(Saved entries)
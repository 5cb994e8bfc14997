use thiserror::Error;

pub type FsResult<T> = Result<T, FsError>;

#[derive(Error, Debug)]
pub enum FsError {
    #[error("Path not found: {0}")]
    NotFound(String),

    #[error("Not a symbolic link: {0}")]
    NotALink(String),

    #[error("Not a directory: {0}")]
    NotDirectory(String),

    #[error("Link target needs {needed} bytes, buffer holds {capacity}")]
    InsufficientCapacity { needed: usize, capacity: usize },

    #[error("Out of resources: {0}")]
    ResourceExhausted(String),

    #[error("Permission denied: {0}")]
    PermissionDenied(String),

    #[error("Invalid argument: {0}")]
    InvalidArgument(String),

    #[error("IO error: {0}")]
    IoError(String),
}

impl FsError {
    /// Convert to POSIX errno
    pub fn to_errno(&self) -> i32 {
        match self {
            FsError::NotFound(_) => libc::ENOENT,
            FsError::NotALink(_) => libc::EINVAL,
            FsError::NotDirectory(_) => libc::ENOTDIR,
            FsError::InsufficientCapacity { .. } => libc::ENOMEM,
            FsError::ResourceExhausted(_) => libc::ENOMEM,
            FsError::PermissionDenied(_) => libc::EACCES,
            FsError::InvalidArgument(_) => libc::EINVAL,
            FsError::IoError(_) => libc::EIO,
        }
    }

    /// Classify a platform errno reported for `path`
    pub fn from_errno(errno: i32, path: &str) -> Self {
        match errno {
            libc::ENOENT => FsError::NotFound(path.to_string()),
            libc::ENOTDIR => FsError::NotDirectory(path.to_string()),
            libc::EACCES => FsError::PermissionDenied(path.to_string()),
            libc::ENOMEM | libc::EMFILE | libc::ENFILE => {
                FsError::ResourceExhausted(path.to_string())
            }
            libc::EINVAL => FsError::InvalidArgument(path.to_string()),
            _ => FsError::IoError(format!("{path} (errno {errno})")),
        }
    }

    pub fn from_io(err: &std::io::Error, path: &str) -> Self {
        match err.raw_os_error() {
            Some(errno) => FsError::from_errno(errno, path),
            None => FsError::IoError(format!("{path}: {err}")),
        }
    }
}
use anyhow::Context;
use clap::Parser;
use signpostfs::config::Config;
use signpostfs::fs::{BackingRoots, OverlayFs};
use signpostfs::fuse::{self, MountOptions};
use tracing_subscriber::{layer::SubscriberExt, util::SubscriberInitExt};

/// Read-only overlay that presents every plain file as a symbolic link
/// into the first backing root that contains it.
#[derive(Parser, Debug)]
#[command(name = "signpostfs", version)]
struct Cli {
    /// Backing root directory, searched in the order given; repeatable
    #[arg(short = 'r', long = "root", value_name = "DIR")]
    roots: Vec<String>,

    /// Directory to mount the overlay on
    #[arg(value_name = "MOUNTPOINT")]
    mountpoint: Option<String>,

    /// Allow other users to access the mount
    #[arg(long)]
    allow_other: bool,
}

fn main() -> anyhow::Result<()> {
    tracing_subscriber::registry()
        .with(
            tracing_subscriber::EnvFilter::try_from_default_env()
                .unwrap_or_else(|_| "signpostfs=debug,info".into()),
        )
        .with(tracing_subscriber::fmt::layer())
        .init();

    let cli = Cli::parse();

    let mut config = Config::load().unwrap_or_default();
    if !cli.roots.is_empty() {
        config.overlay.roots = cli.roots;
    }
    if let Some(mountpoint) = cli.mountpoint {
        config.fuse.mount_point = mountpoint;
    }
    if cli.allow_other {
        config.fuse.allow_other = true;
    }

    let roots = BackingRoots::new(config.overlay.roots.clone())?;
    for root in roots.iter() {
        let metadata = std::fs::metadata(root)
            .with_context(|| format!("Backing root is not accessible: {root}"))?;
        if !metadata.is_dir() {
            anyhow::bail!("Backing root is not a directory: {root}");
        }
    }

    tracing::info!(
        "Starting signpostfs with {} backing root(s), primary {}",
        roots.len(),
        roots.primary()
    );

    let overlay = OverlayFs::new(roots);
    let options = MountOptions { allow_other: config.fuse.allow_other, ..Default::default() };

    fuse::mount(overlay, &config.fuse.mount_point, options)
}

**WHAT IS EXPECTED:**
Retype the lines above, keeping every character.

**EXPECTED OUTPUT:**
repository 5cb994e8bfc14997
use thiserror::Error;

pub type FsResult<T> = Result<T, FsError>;

#[derive(Error, Debug)]
pub enum FsError {
    #[error("Path not found: {0}")]
    NotFound(String),

    #[error("Not a symbolic link: {0}")]
    NotALink(String),

    #[error("Not a directory: {0}")]
    NotDirectory(String),

    #[error("Link target needs {needed} bytes, buffer holds {capacity}")]
    InsufficientCapacity { needed: usize, capacity: usize },

    #[error("Out of resources: {0}")]
    ResourceExhausted(String),

    #[error("Permission denied: {0}")]
    PermissionDenied(String),

    #[error("Invalid argument: {0}")]
    InvalidArgument(String),

    #[error("IO error: {0}")]
    IoError(String),
}

impl FsError {
    /// Convert to POSIX errno
    pub fn to_errno(&self) -> i32 {
        match self {
            FsError::NotFound(_) => libc::ENOENT,
            FsError::NotALink(_) => libc::EINVAL,
            FsError::NotDirectory(_) => libc::ENOTDIR,
            FsError::InsufficientCapacity { .. } => libc::ENOMEM,
            FsError::ResourceExhausted(_) => libc::ENOMEM,
            FsError::PermissionDenied(_) => libc::EACCES,
            FsError::InvalidArgument(_) => libc::EINVAL,
            FsError::IoError(_) => libc::EIO,
        }
    }

    /// Classify a platform errno reported for `path`
    pub fn from_errno(errno: i32, path: &str) -> Self {
        match errno {
            libc::ENOENT => FsError::NotFound(path.to_string()),
            libc::ENOTDIR => FsError::NotDirectory(path.to_string()),
            libc::EACCES => FsError::PermissionDenied(path.to_string()),
            libc::ENOMEM | libc::EMFILE | libc::ENFILE => {
                FsError::ResourceExhausted(path.to_string())
            }
            libc::EINVAL => FsError::InvalidArgument(path.to_string()),
            _ => FsError::IoError(format!("{path} (errno {errno})")),
        }
    }

    pub fn from_io(err: &std::io::Error, path: &str) -> Self {
        match err.raw_os_error() {
            Some(errno) => FsError::from_errno(errno, path),
            None => FsError::IoError(format!("{path}: {err}")),
        }
    }
}
use anyhow::Context;
use clap::Parser;
use signpostfs::config::Config;
use signpostfs::fs::{BackingRoots, OverlayFs};
use signpostfs::fuse::{self, MountOptions};
use tracing_subscriber::{layer::SubscriberExt, util::SubscriberInitExt};

/// Read-only overlay that presents every plain file as a symbolic link
/// into the first backing root that contains it.
#[derive(Parser, Debug)]
#[command(name = "signpostfs", version)]
struct Cli {
    /// Backing root directory, searched in the order given; repeatable
    #[arg(short = 'r', long = "root", value_name = "DIR")]
    roots: Vec<String>,

    /// Directory to mount the overlay on
    #[arg(value_name = "MOUNTPOINT")]
    mountpoint: Option<String>,

    /// Allow other users to access the mount
    #[arg(long)]
    allow_other: bool,
}

fn main() -> anyhow::Result<()> {
    tracing_subscriber::registry()
        .with(
            tracing_subscriber::EnvFilter::try_from_default_env()
                .unwrap_or_else(|_| "signpostfs=debug,info".into()),
        )
        .with(tracing_subscriber::fmt::layer())
        .init();

    let cli = Cli::parse();

    let mut config = Config::load().unwrap_or_default();
    if !cli.roots.is_empty() {
        config.overlay.roots = cli.roots;
    }
    if let Some(mountpoint) = cli.mountpoint {
        config.fuse.mount_point = mountpoint;
    }
    if cli.allow_other {
        config.fuse.allow_other = true;
    }

    let roots = BackingRoots::new(config.overlay.roots.clone())?;
    for root in roots.iter() {
        let metadata = std::fs::metadata(root)
            .with_context(|| format!("Backing root is not accessible: {root}"))?;
        if !metadata.is_dir() {
            anyhow::bail!("Backing root is not a directory: {root}");
        }
    }

    tracing::info!(
        "Starting signpostfs with {} backing root(s), primary {}",
        roots.len(),
        roots.primary()
    );

    let overlay = OverlayFs::new(roots);
    let options = MountOptions { allow_other: config.fuse.allow_other, ..Default::default() };

    fuse::mount(overlay, &config.fuse.mount_point, options)
}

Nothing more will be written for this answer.